Livorno, pestato militante di CasaPound. Di Stefano: "Minniti intervenga"
Ora rischia di perdere un occhio. Illesa la fidanzata incinta che era con lui

Ancora violenza sul voto. Un militante di Casapound è stato aggredito da un gruppo di persone ieri sera a Livorno mentre si trovava insieme alla compagna, incinta, tra via Garibaldi e via Galilei. L'uomo, un 37enne livornese, stava attaccando dei manifesti elettorali e, secondo il suo racconto, rilanciato sulla pagina facebook di Casapound, sarebbe stato "assalito da quattro persone incappucciate e armate di bastone che prima lo hanno pestato e poi hanno sfondato i finestrini della sua auto, all'interno della quale era presente la compagna incinta, per fortuna rimasta illesa anche se sotto choc".

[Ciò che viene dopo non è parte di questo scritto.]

//! HTTP client for the file backend.

use std::path::{Path, PathBuf};
use std::time::Duration;

use anyhow::{Context, Result};
use async_trait::async_trait;
use base64::{engine::general_purpose::URL_SAFE_NO_PAD, Engine as _};
use bytes::Bytes;
use futures::StreamExt;
use tokio::fs::File;
use tokio::io::AsyncWriteExt;
use tracing::debug;

use super::{Transport, TransportError};
use crate::location::AddressDescriptor;

const FALLBACK_FILE_NAME: &str = "download";

/// Strip anything that could make `file_name` escape the target directory.
fn sanitize_file_name(file_name: &str) -> String {
    let cleaned: String = file_name
        .chars()
        .map(|c| match c {
            '/' | '\\' | ':' | '\0' => '_',
            c if c.is_control() => '_',
            c => c,
        })
        .collect();
    let cleaned = cleaned.trim().trim_start_matches('.').to_string();

    if cleaned.is_empty() {
        FALLBACK_FILE_NAME.to_string()
    } else {
        cleaned
    }
}

/// HTTP transport fetching files from `{base_url}/file/{route}/{id}`.
pub struct HttpTransport {
    client: reqwest::Client,
    base_url: String,
    downloads_dir: PathBuf,
}

impl HttpTransport {
    /// Create a new HTTP transport.
    ///
    /// # Arguments
    /// * `base_url` - Base URL of the file backend (e.g., "http://localhost:8080")
    /// * `timeout_sec` - Request timeout in seconds
    /// * `downloads_dir` - Directory `fetch_to_disk` writes into
    pub fn new(
        base_url: &str,
        timeout_sec: u64,
        downloads_dir: impl Into<PathBuf>,
    ) -> Result<Self> {
        let client = reqwest::Client::builder()
            .timeout(Duration::from_secs(timeout_sec))
            .build()
            .context("Failed to create HTTP client")?;

        // Ensure base_url doesn't have trailing slash
        let base_url = base_url.trim_end_matches('/').to_string();

        Ok(Self {
            client,
            base_url,
            downloads_dir: downloads_dir.into(),
        })
    }

    pub fn base_url(&self) -> &str {
        &self.base_url
    }

    pub fn downloads_dir(&self) -> &Path {
        &self.downloads_dir
    }

    /// URL a descriptor is fetched from.
    pub fn request_url(&self, address: &AddressDescriptor) -> String {
        let location = &address.location;
        let mut url = format!(
            "{}/file/{}/{}?access_hash={}&file_reference={}&size={}",
            self.base_url,
            address.route_id,
            urlencoding::encode(&location.id),
            urlencoding::encode(&location.access_hash),
            URL_SAFE_NO_PAD.encode(&location.file_reference),
            address.size,
        );
        if let Some(thumb_size) = &location.thumb_size {
            url.push_str("&thumb_size=");
            url.push_str(&urlencoding::encode(thumb_size));
        }
        url
    }

    async fn send(&self, address: &AddressDescriptor) -> Result<reqwest::Response, TransportError> {
        let url = self.request_url(address);
        debug!("GET {}", url);

        let response = self.client.get(&url).send().await?;
        if !response.status().is_success() {
            return Err(TransportError::Status {
                status: response.status().as_u16(),
                url,
            });
        }
        Ok(response)
    }
}

#[async_trait]
impl Transport for HttpTransport {
    async fn fetch(&self, address: &AddressDescriptor) -> Result<Bytes, TransportError> {
        let response = self.send(address).await?;
        let bytes = response.bytes().await?;
        debug!(
            "Fetched {:#} for document {}",
            byte_unit::Byte::from(bytes.len() as u64),
            address.location.id
        );
        Ok(bytes)
    }

    async fn fetch_to_disk(
        &self,
        address: &AddressDescriptor,
        file_name: &str,
    ) -> Result<PathBuf, TransportError> {
        let response = self.send(address).await?;

        tokio::fs::create_dir_all(&self.downloads_dir).await?;
        let dest = self.downloads_dir.join(sanitize_file_name(file_name));
        let mut file = File::create(&dest).await?;

        let mut written: u64 = 0;
        let mut stream = response.bytes_stream();
        while let Some(chunk) = stream.next().await {
            let chunk = chunk?;
            file.write_all(&chunk).await?;
            written += chunk.len() as u64;
        }
        file.flush().await?;

        debug!("Wrote {:#} to {:?}", byte_unit::Byte::from(written), dest);
        Ok(dest)
    }
}
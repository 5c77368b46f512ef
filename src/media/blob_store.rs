//! Local materialization of fetched bytes.
//!
//! A blob store turns a fetched payload into a locally addressable URL, so
//! that consumers stop hitting the network once a document is downloaded.

use std::collections::HashMap;
use std::path::{Path, PathBuf};
use std::sync::Mutex;

use async_trait::async_trait;
use bytes::Bytes;
use thiserror::Error;
use tokio::fs;
use tokio::io::AsyncWriteExt;
use tracing::debug;

const BLOB_URL_PREFIX: &str = "blob:";

/// Errors that can occur while materializing bytes.
#[derive(Debug, Clone, Error)]
pub enum BlobStoreError {
    #[error("IO error: {0}")]
    Io(String),

    #[error("Invalid blob name: {0}")]
    InvalidName(String),
}

impl From<std::io::Error> for BlobStoreError {
    fn from(e: std::io::Error) -> Self {
        BlobStoreError::Io(e.to_string())
    }
}

/// Storage for downloaded payloads.
#[async_trait]
pub trait BlobStore: Send + Sync {
    /// Store `bytes` under `name` and return a local URL for them.
    async fn materialize(
        &self,
        name: &str,
        bytes: Bytes,
        mime_type: &str,
    ) -> Result<String, BlobStoreError>;
}

/// Rejects names that would escape the store directory.
fn validate_name(name: &str) -> Result<&str, BlobStoreError> {
    let is_plain = Path::new(name)
        .file_name()
        .is_some_and(|f| f.to_str() == Some(name));
    if name.is_empty() || !is_plain || name.starts_with('.') {
        return Err(BlobStoreError::InvalidName(name.to_string()));
    }
    Ok(name)
}

/// Blob store writing files under a base directory and returning `file://` URLs.
pub struct FsBlobStore {
    base_dir: PathBuf,
}

impl FsBlobStore {
    pub fn new(base_dir: impl Into<PathBuf>) -> Self {
        Self {
            base_dir: base_dir.into(),
        }
    }

    pub fn base_dir(&self) -> &Path {
        &self.base_dir
    }

    /// Path a blob with the given name is written to.
    pub fn blob_path(&self, name: &str) -> PathBuf {
        self.base_dir.join(name)
    }
}

#[async_trait]
impl BlobStore for FsBlobStore {
    async fn materialize(
        &self,
        name: &str,
        bytes: Bytes,
        mime_type: &str,
    ) -> Result<String, BlobStoreError> {
        let name = validate_name(name)?;
        fs::create_dir_all(&self.base_dir).await?;

        let path = self.blob_path(name);
        let mut file = fs::File::create(&path).await?;
        file.write_all(&bytes).await?;
        file.flush().await?;

        let absolute = fs::canonicalize(&path).await?;
        debug!(
            "Materialized {} ({}) at {:?}",
            name,
            mime_type,
            absolute
        );
        Ok(format!("file://{}", absolute.display()))
    }
}

#[derive(Debug, Clone)]
struct MemoryBlob {
    name: String,
    mime_type: String,
    bytes: Bytes,
}

/// Blob store keeping payloads in memory behind `blob:` URLs.
#[derive(Default)]
pub struct MemoryBlobStore {
    blobs: Mutex<HashMap<String, MemoryBlob>>,
}

impl MemoryBlobStore {
    pub fn new() -> Self {
        Self::default()
    }

    /// Bytes stored behind a `blob:` URL.
    pub fn get(&self, url: &str) -> Option<Bytes> {
        self.blobs.lock().unwrap().get(url).map(|b| b.bytes.clone())
    }

    /// Mime type and original name stored behind a `blob:` URL.
    pub fn describe(&self, url: &str) -> Option<(String, String)> {
        self.blobs
            .lock()
            .unwrap()
            .get(url)
            .map(|b| (b.name.clone(), b.mime_type.clone()))
    }

    pub fn len(&self) -> usize {
        self.blobs.lock().unwrap().len()
    }

    pub fn is_empty(&self) -> bool {
        self.len() == 0
    }
}

#[async_trait]
impl BlobStore for MemoryBlobStore {
    async fn materialize(
        &self,
        name: &str,
        bytes: Bytes,
        mime_type: &str,
    ) -> Result<String, BlobStoreError> {
        let url = format!("{}{}", BLOB_URL_PREFIX, uuid::Uuid::new_v4());
        self.blobs.lock().unwrap().insert(
            url.clone(),
            MemoryBlob {
                name: name.to_string(),
                mime_type: mime_type.to_string(),
                bytes,
            },
        );
        Ok(url)
    }
}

I due, fa sapere il Movimento di destra, sono stati aggrediti al grido di 'fasci di merda' e quando lui ha detto 'fermi, lasciatela stare, lei è incinta', hanno replicato 'tanto verrà un figlio fascista' e hanno sfondato i finestrini dell'auto dove era seduta.
L'uomo è stato portato in ospedale con una lesione all'occhio e alcune contusioni. E' stato dimesso in tarda mattinata con una prognosi di trenta giorni per la rottura del naso e una contusione maxillo facciale. I Carabinieri si sono recati sul posto e hanno subito avviato le indagini su quanto avvenuto.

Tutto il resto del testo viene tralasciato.